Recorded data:
------------------------------

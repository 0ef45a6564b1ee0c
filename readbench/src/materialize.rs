use std::{
    fs::{self, File},
    path::Path,
    sync::Arc,
};

use log::{debug, info, warn};
use ndarray::Array2;
use zarrs::{
    array::{Array, ArrayBuilder, Element},
    storage::{
        store::FilesystemStore, ReadableWritableListableStorage,
        ReadableWritableListableStorageTraits,
    },
};

use crate::{
    codec::Codec,
    error::MaterializationError,
    layout::{Chunking, ElementType, Shape2},
    sample::SourceArray,
    store,
};

/// What [`ArrayMaterializer::materialize`] did with the destination.
#[derive(Debug, Clone, Copy, PartialEq, Eq)]
pub enum Materialized {
    Written,
    /// A complete store with the same layout was already present and left
    /// untouched.
    Reused,
}

/// Writes tiled sample content into a Zarr v3 store. This is the only
/// write path of the crate.
///
/// The store is assembled in a hidden staging directory next to the
/// destination and renamed into place after every file has been synced,
/// so the destination either holds a complete store or no valid metadata.
pub struct ArrayMaterializer<'a> {
    source: &'a SourceArray,
}

impl<'a> ArrayMaterializer<'a> {
    pub fn new(source: &'a SourceArray) -> Self {
        Self { source }
    }

    pub fn materialize(
        &self,
        destination: &Path,
        shape: Shape2,
        chunking: Chunking,
        element_type: ElementType,
        codec: &Codec,
    ) -> Result<Materialized, MaterializationError> {
        let chunk_shape = chunking.chunk_shape(shape);
        if shape.0 == 0 || shape.1 == 0 {
            return Err(MaterializationError::InvalidLayout {
                msg: format!("array shape {shape:?} has a zero extent"),
            });
        }
        if chunk_shape.0 == 0 || chunk_shape.1 == 0 {
            return Err(MaterializationError::InvalidLayout {
                msg: format!("chunk shape {chunk_shape:?} has a zero extent"),
            });
        }

        if let Ok(stored) = store::read_array_metadata(destination) {
            if stored.shape == [shape.0, shape.1]
                && stored.chunk_shape() == Some(&[chunk_shape.0, chunk_shape.1][..])
                && stored.data_type == element_type.zarr_name()
                && codec.matches_stored(&stored.codecs)
            {
                info!("reusing existing store at {destination:?}");
                return Ok(Materialized::Reused);
            }
            warn!("store at {destination:?} was written with a different layout");
        }

        let parent = match destination.parent() {
            Some(parent) if !parent.as_os_str().is_empty() => parent,
            _ => Path::new("."),
        };
        fs::create_dir_all(parent).map_err(|err| MaterializationError::io(parent, err))?;

        let staging = tempfile::Builder::new()
            .prefix(".readbench-staging-")
            .tempdir_in(parent)
            .map_err(|err| MaterializationError::io(parent, err))?;

        info!(
            "materializing {shape:?} {element_type} array, chunks {chunk_shape:?}, codec {}, into {destination:?}",
            codec.label()
        );
        self.write_store(staging.path(), shape, chunk_shape, element_type, codec)?;
        sync_tree(staging.path())?;

        if destination.exists() {
            warn!("replacing store at {destination:?}");
            fs::remove_dir_all(destination)
                .map_err(|err| MaterializationError::io(destination, err))?;
        }
        fs::rename(staging.path(), destination)
            .map_err(|err| MaterializationError::io(destination, err))?;
        sync_dir(parent)?;

        Ok(Materialized::Written)
    }

    fn write_store(
        &self,
        root: &Path,
        shape: Shape2,
        chunk_shape: Shape2,
        element_type: ElementType,
        codec: &Codec,
    ) -> Result<(), MaterializationError> {
        let store: ReadableWritableListableStorage = Arc::new(
            FilesystemStore::new(root).map_err(|err| MaterializationError::Store {
                path: root.to_owned(),
                source: Box::new(err),
            })?,
        );

        let mut builder = ArrayBuilder::new(
            vec![shape.0, shape.1],
            element_type.data_type(),
            vec![chunk_shape.0, chunk_shape.1]
                .try_into()
                .map_err(|_| MaterializationError::InvalidLayout {
                    msg: format!("invalid chunk shape {chunk_shape:?}"),
                })?,
            element_type.fill_value(),
        );
        builder.bytes_to_bytes_codecs(codec.bytes_to_bytes_codecs(element_type.size())?);
        let array = builder.build(Arc::clone(&store), "/")?;

        match element_type {
            ElementType::UInt8 => self.write_bands::<u8>(&array, shape, chunk_shape)?,
            ElementType::UInt16 => self.write_bands::<u16>(&array, shape, chunk_shape)?,
            ElementType::UInt32 => self.write_bands::<u32>(&array, shape, chunk_shape)?,
            ElementType::UInt64 => self.write_bands::<u64>(&array, shape, chunk_shape)?,
        }

        // chunks first, metadata last
        array
            .store_metadata()
            .map_err(|err| MaterializationError::Store {
                path: root.to_owned(),
                source: Box::new(err),
            })?;
        debug!("array metadata stored");
        Ok(())
    }

    /// Write the array one band of chunk rows at a time, so every chunk is
    /// encoded exactly once and at most one band is held in memory.
    fn write_bands<T>(
        &self,
        array: &Array<dyn ReadableWritableListableStorageTraits>,
        shape: Shape2,
        chunk_shape: Shape2,
    ) -> Result<(), MaterializationError>
    where
        T: Element + From<u8>,
    {
        let mut row = 0;
        while row < shape.0 {
            let band_rows = chunk_shape.0.min(shape.0 - row);
            let band = self
                .source
                .tile_window((row, 0), (band_rows as usize, shape.1 as usize));
            let band: Array2<T> = band.mapv(T::from);
            array.store_array_subset_ndarray(&[row, 0], band)?;
            debug!("stored rows {row}..{}", row + band_rows);
            row += band_rows;
        }
        Ok(())
    }
}

/// fsync every file and directory below `path`.
fn sync_tree(path: &Path) -> Result<(), MaterializationError> {
    let entries = fs::read_dir(path).map_err(|err| MaterializationError::io(path, err))?;
    for entry in entries {
        let entry = entry.map_err(|err| MaterializationError::io(path, err))?;
        let entry_path = entry.path();
        let file_type = entry
            .file_type()
            .map_err(|err| MaterializationError::io(&entry_path, err))?;
        if file_type.is_dir() {
            sync_tree(&entry_path)?;
        } else {
            File::open(&entry_path)
                .and_then(|file| file.sync_all())
                .map_err(|err| MaterializationError::io(&entry_path, err))?;
        }
    }
    sync_dir(path)
}

#[cfg(unix)]
fn sync_dir(path: &Path) -> Result<(), MaterializationError> {
    File::open(path)
        .and_then(|dir| dir.sync_all())
        .map_err(|err| MaterializationError::io(path, err))
}

// directories can't be opened for syncing on every platform
#[cfg(not(unix))]
fn sync_dir(_path: &Path) -> Result<(), MaterializationError> {
    Ok(())
}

------------------------------

> TASK REQUIREMENTS
Exactly as written, repeat each line from the beginning of the data above to the line containing "next to the", inclusive.

> ANSWER SPACE
repository 0ef45a6564b1ee0c
filename readbench/src/materialize.rs
use std::{
    fs::{self, File},
    path::Path,
    sync::Arc,
};

use log::{debug, info, warn};
use ndarray::Array2;
use zarrs::{
    array::{Array, ArrayBuilder, Element},
    storage::{
        store::FilesystemStore, ReadableWritableListableStorage,
        ReadableWritableListableStorageTraits,
    },
};

use crate::{
    codec::Codec,
    error::MaterializationError,
    layout::{Chunking, ElementType, Shape2},
    sample::SourceArray,
    store,
};

/// What [`ArrayMaterializer::materialize`] did with the destination.
#[derive(Debug, Clone, Copy, PartialEq, Eq)]
pub enum Materialized {
    Written,
    /// A complete store with the same layout was already present and left
    /// untouched.
    Reused,
}

/// Writes tiled sample content into a Zarr v3 store. This is the only
/// write path of the crate.
///
/// The store is assembled in a hidden staging directory next to the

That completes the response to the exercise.